Sur place, les équipes de l’OMS ont constaté que l’hôpital n’avait pas de carburant. Le générateur ne fonctionnait que 3 heures par jour jusqu’au 3 novembre. En raison du manque d’électricité, aucune opération chirurgicale n’a pu avoir lieu.
Campagne de vaccination contre la polio
Concernant la campagne de vaccination contre la polio au nord de Gaza, plus de 105.000 enfants de moins de dix ans (88 % de l’objectif) ont été vaccinés entre le 2 et le 4 novembre. Dans le même temps, près de de 84.000 enfants ont reçu un supplément de vitamine A
Selon l’OMS, la campagne dans le nord a été partiellement prolongée jusqu’à ce mardi 5 novembre dans quatre établissements de santé situés dans des zones densément peuplées. Il s’agit notamment de Shujayyia Muscat Center, Alrahma, Sheikh Ridwan et Alshati Service Center. « Des pauses humanitaires sont assurées pour ces zones », a affirmé le Dr Peeperkorn.
Selon le Représentant de l’OMS, le comité technique de la polio examinera, ce mardi, la couverture afin de déterminer si une nouvelle extension doit être demandée.
A noter que l’objectif de la campagne de lutte contre la polio dans le nord est estimé à 119.000 enfants de moins de dix ans. Et pour interrompre la transmission du poliovirus, il faut qu’au moins 90 % des enfants de chaque communauté et de chaque quartier soient vaccinés, ce qui sera difficile à réaliser compte tenu de la situation.
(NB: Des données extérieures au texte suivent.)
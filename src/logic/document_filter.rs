use anyhow::{Context, Result};
use regex::{Regex, RegexBuilder};
use serde_json::Value;

use crate::model::{Document, FilterExpr};

/// A [`FilterExpr`] with its patterns compiled, ready to test documents
#[derive(Debug, Clone)]
pub enum DocumentMatcher {
    All(Vec<DocumentMatcher>),
    Any(Vec<DocumentMatcher>),
    Eq(String, Value),
    In(String, Vec<Value>),
    Matches(String, Regex),
}

impl DocumentMatcher {
    pub fn compile(filter: &FilterExpr) -> Result<Self> {
        Ok(match filter {
            FilterExpr::All { all } => DocumentMatcher::All(
                all.iter().map(Self::compile).collect::<Result<Vec<_>>>()?,
            ),
            FilterExpr::Any { any } => DocumentMatcher::Any(
                any.iter().map(Self::compile).collect::<Result<Vec<_>>>()?,
            ),
            FilterExpr::Eq { eq: (path, value) } => {
                DocumentMatcher::Eq(path.0.clone(), value.clone())
            }
            FilterExpr::In { r#in: (path, values) } => {
                DocumentMatcher::In(path.0.clone(), values.clone())
            }
            FilterExpr::Matches {
                matches: (path, pattern),
            } => {
                let regex = RegexBuilder::new(&pattern.regex)
                    .case_insensitive(pattern.case_insensitive)
                    .build()
                    .with_context(|| format!("Invalid pattern: {}", pattern.regex))?;
                DocumentMatcher::Matches(path.0.clone(), regex)
            }
        })
    }

    pub fn matches(&self, document: &Document) -> bool {
        match self {
            DocumentMatcher::All(all) => all.iter().all(|matcher| matcher.matches(document)),
            DocumentMatcher::Any(any) => any.iter().any(|matcher| matcher.matches(document)),
            DocumentMatcher::Eq(path, expected) => {
                field_values(document, path).any(|value| value == expected)
            }
            DocumentMatcher::In(path, candidates) => {
                field_values(document, path).any(|value| candidates.contains(value))
            }
            DocumentMatcher::Matches(path, regex) => field_values(document, path)
                .any(|value| value.as_str().is_some_and(|text| regex.is_match(text))),
        }
    }
}

/// Values a predicate is tested against: the field itself, or each element when the
/// field holds an array.
fn field_values<'a>(
    document: &'a Document,
    path: &str,
) -> Box<dyn Iterator<Item = &'a Value> + 'a> {
    match document.get_path(path) {
        Some(Value::Array(items)) => Box::new(items.iter()),
        Some(value) => Box::new(std::iter::once(value)),
        None => Box::new(std::iter::empty()),
    }
}

/// Keep the documents matching the filter, preserving their order
pub fn filter_documents<'a, I>(documents: I, filter: &FilterExpr) -> Result<Vec<Document>>
where
    I: IntoIterator<Item = &'a Document>,
{
    let matcher = DocumentMatcher::compile(filter)?;
    Ok(documents
        .into_iter()
        .filter(|document| matcher.matches(document))
        .cloned()
        .collect())
}

#[cfg(test)]
mod tests {
    use super::*;
    use serde_json::json;

    fn doc(value: Value) -> Document {
        serde_json::from_value(value).unwrap()
    }

    fn people() -> Vec<Document> {
        vec![
            doc(json!({"_id": "1", "firstName": "Marie", "lastName": "Dupond", "role": "child"})),
            doc(json!({
                "_id": "2", "firstName": "Jean", "lastName": "Marais", "role": "assistant"
            })),
            doc(json!({"_id": "3", "firstName": "Luc", "lastName": "Favre", "role": "boss"})),
        ]
    }

    fn ids(documents: &[Document]) -> Vec<&str> {
        documents.iter().filter_map(Document::id).collect()
    }

    #[test]
    fn empty_all_matches_everything() {
        let people = people();
        let found = filter_documents(&people, &FilterExpr::always()).unwrap();
        assert_eq!(ids(&found), vec!["1", "2", "3"]);
    }

    #[test]
    fn empty_in_matches_nothing() {
        let people = people();
        let found = filter_documents(&people, &FilterExpr::id_in(&[])).unwrap();
        assert!(found.is_empty());
    }

    #[test]
    fn case_insensitive_substring() {
        let people = people();
        let filter = FilterExpr::any(vec![
            FilterExpr::matches_ignore_case("firstName", "mar"),
            FilterExpr::matches_ignore_case("lastName", "mar"),
        ]);
        let found = filter_documents(&people, &filter).unwrap();
        assert_eq!(ids(&found), vec!["1", "2"]);
    }

    #[test]
    fn case_sensitive_pattern() {
        let people = people();
        let found = filter_documents(&people, &FilterExpr::matches("lastName", "mar")).unwrap();
        assert!(found.is_empty());
    }

    #[test]
    fn and_of_eq_and_membership() {
        let people = people();
        let filter = FilterExpr::all(vec![
            FilterExpr::eq("role", "assistant"),
            FilterExpr::id_in(&["1".to_string(), "2".to_string()]),
        ]);
        let found = filter_documents(&people, &filter).unwrap();
        assert_eq!(ids(&found), vec!["2"]);
    }

    #[test]
    fn array_fields_match_any_element() {
        let course = doc(json!({"_id": "c", "absence": ["1", "3"]}));
        let matcher = DocumentMatcher::compile(&FilterExpr::eq("absence", "3")).unwrap();
        assert!(matcher.matches(&course));
    }

    #[test]
    fn nested_paths() {
        let canton = doc(json!({"_id": "c", "address": {"city": "Delémont"}}));
        let filter = FilterExpr::eq("address.city", "Delémont");
        let matcher = DocumentMatcher::compile(&filter).unwrap();
        assert!(matcher.matches(&canton));
    }

    #[test]
    fn invalid_pattern_is_an_error() {
        assert!(DocumentMatcher::compile(&FilterExpr::matches("title", "(")).is_err());
    }
}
Des itinéraires extrêmement dangereux
Pour sa part, le Bureau de coordination des affaires humanitaires de l’ONU (OCHA) prévient que les fournitures humanitaires déjà limitées qui entrent dans la bande de Gaza ont encore diminué depuis le mois d’octobre. Les importations privées sont pratiquement interdites et les autorités israéliennes n’autorisent que l’utilisation de trois points d’entrée : Kerem Shalom, la porte 96, qui se trouve près de Deir al-Balah, et Erez Ouest.
En outre, les travailleurs humanitaires ne peuvent accéder à ces zones frontalières qu’en empruntant des itinéraires extrêmement dangereux. La plupart des routes menant à ces points d’entrée ont été soit interdites par les autorités israéliennes, soit rendues dangereuses en raison des hostilités en cours. Les routes disponibles sont souvent en mauvais état et sujettes au pillage armé alimenté par l’effondrement de l’ordre public et de la sécurité.
Dans ce climat d’obstacles sur l’accès, les fournitures qui atteignent le point de passage nord d’Erez Ouest ne peuvent être envoyées qu’à la ville de Gaza, car les demandes de livraison aux zones assiégées du gouvernorat de Gaza Nord sont constamment refusées et rejetées.